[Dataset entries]
--------------------------------------------------
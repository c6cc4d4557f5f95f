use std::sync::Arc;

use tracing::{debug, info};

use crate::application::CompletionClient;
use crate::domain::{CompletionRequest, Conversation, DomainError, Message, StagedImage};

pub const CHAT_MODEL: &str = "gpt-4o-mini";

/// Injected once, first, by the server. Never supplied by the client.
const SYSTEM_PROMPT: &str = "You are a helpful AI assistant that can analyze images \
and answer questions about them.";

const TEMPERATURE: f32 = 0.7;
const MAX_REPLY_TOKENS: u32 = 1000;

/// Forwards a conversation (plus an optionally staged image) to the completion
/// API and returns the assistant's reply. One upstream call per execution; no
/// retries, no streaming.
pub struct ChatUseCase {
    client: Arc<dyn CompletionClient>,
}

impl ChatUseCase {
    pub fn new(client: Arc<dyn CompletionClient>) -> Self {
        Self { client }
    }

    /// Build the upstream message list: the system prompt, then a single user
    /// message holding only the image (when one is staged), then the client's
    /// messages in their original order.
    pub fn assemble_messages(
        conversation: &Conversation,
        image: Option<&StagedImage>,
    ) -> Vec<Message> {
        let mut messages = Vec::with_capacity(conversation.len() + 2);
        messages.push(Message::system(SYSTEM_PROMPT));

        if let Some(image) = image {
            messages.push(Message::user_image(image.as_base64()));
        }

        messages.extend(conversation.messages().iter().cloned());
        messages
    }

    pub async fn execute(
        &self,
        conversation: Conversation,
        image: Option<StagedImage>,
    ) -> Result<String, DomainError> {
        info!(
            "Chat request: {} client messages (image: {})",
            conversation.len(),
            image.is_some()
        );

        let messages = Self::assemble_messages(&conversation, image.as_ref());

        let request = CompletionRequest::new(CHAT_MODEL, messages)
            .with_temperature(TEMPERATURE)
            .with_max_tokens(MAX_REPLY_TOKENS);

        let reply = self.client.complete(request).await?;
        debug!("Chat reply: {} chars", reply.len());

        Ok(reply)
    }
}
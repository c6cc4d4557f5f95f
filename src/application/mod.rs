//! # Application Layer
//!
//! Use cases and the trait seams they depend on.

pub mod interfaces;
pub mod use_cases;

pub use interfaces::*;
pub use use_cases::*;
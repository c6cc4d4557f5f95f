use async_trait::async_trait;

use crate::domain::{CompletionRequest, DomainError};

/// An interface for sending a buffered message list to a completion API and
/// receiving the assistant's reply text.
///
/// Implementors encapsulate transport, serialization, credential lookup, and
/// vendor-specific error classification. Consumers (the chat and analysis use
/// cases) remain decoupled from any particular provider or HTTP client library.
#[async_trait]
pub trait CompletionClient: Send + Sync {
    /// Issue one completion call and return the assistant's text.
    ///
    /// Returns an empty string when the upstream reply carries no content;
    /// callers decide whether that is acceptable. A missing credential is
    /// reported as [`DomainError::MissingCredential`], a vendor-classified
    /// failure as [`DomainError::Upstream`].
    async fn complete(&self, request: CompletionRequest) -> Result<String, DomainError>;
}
--------------------------------------------------
All of the data above should be reproduced exactly.

- Expected answer:
repository c6cc4d4557f5f95f
use std::sync::Arc;

use tracing::{debug, info};

use crate::application::CompletionClient;
use crate::domain::{CompletionRequest, Conversation, DomainError, Message, StagedImage};

pub const CHAT_MODEL: &str = "gpt-4o-mini";

/// Injected once, first, by the server. Never supplied by the client.
const SYSTEM_PROMPT: &str = "You are a helpful AI assistant that can analyze images \
and answer questions about them.";

const TEMPERATURE: f32 = 0.7;
const MAX_REPLY_TOKENS: u32 = 1000;

/// Forwards a conversation (plus an optionally staged image) to the completion
/// API and returns the assistant's reply. One upstream call per execution; no
/// retries, no streaming.
pub struct ChatUseCase {
    client: Arc<dyn CompletionClient>,
}

impl ChatUseCase {
    pub fn new(client: Arc<dyn CompletionClient>) -> Self {
        Self { client }
    }

    /// Build the upstream message list: the system prompt, then a single user
    /// message holding only the image (when one is staged), then the client's
    /// messages in their original order.
    pub fn assemble_messages(
        conversation: &Conversation,
        image: Option<&StagedImage>,
    ) -> Vec<Message> {
        let mut messages = Vec::with_capacity(conversation.len() + 2);
        messages.push(Message::system(SYSTEM_PROMPT));

        if let Some(image) = image {
            messages.push(Message::user_image(image.as_base64()));
        }

        messages.extend(conversation.messages().iter().cloned());
        messages
    }

    pub async fn execute(
        &self,
        conversation: Conversation,
        image: Option<StagedImage>,
    ) -> Result<String, DomainError> {
        info!(
            "Chat request: {} client messages (image: {})",
            conversation.len(),
            image.is_some()
        );

        let messages = Self::assemble_messages(&conversation, image.as_ref());

        let request = CompletionRequest::new(CHAT_MODEL, messages)
            .with_temperature(TEMPERATURE)
            .with_max_tokens(MAX_REPLY_TOKENS);

        let reply = self.client.complete(request).await?;
        debug!("Chat reply: {} chars", reply.len());

        Ok(reply)
    }
}
repository c6cc4d4557f5f95f
filename src/application/mod.rs
//! # Application Layer
//!
//! Use cases and the trait seams they depend on.

pub mod interfaces;
pub mod use_cases;

pub use interfaces::*;
pub use use_cases::*;
repository c6cc4d4557f5f95f
use async_trait::async_trait;

use crate::domain::{CompletionRequest, DomainError};

/// An interface for sending a buffered message list to a completion API and
/// receiving the assistant's reply text.
///
/// Implementors encapsulate transport, serialization, credential lookup, and
/// vendor-specific error classification. Consumers (the chat and analysis use
/// cases) remain decoupled from any particular provider or HTTP client library.
#[async_trait]
pub trait CompletionClient: Send + Sync {
    /// Issue one completion call and return the assistant's text.
    ///
    /// Returns an empty string when the upstream reply carries no content;
    /// callers decide whether that is acceptable. A missing credential is
    /// reported as [`DomainError::MissingCredential`], a vendor-classified
    /// failure as [`DomainError::Upstream`].
    async fn complete(&self, request: CompletionRequest) -> Result<String, DomainError>;
}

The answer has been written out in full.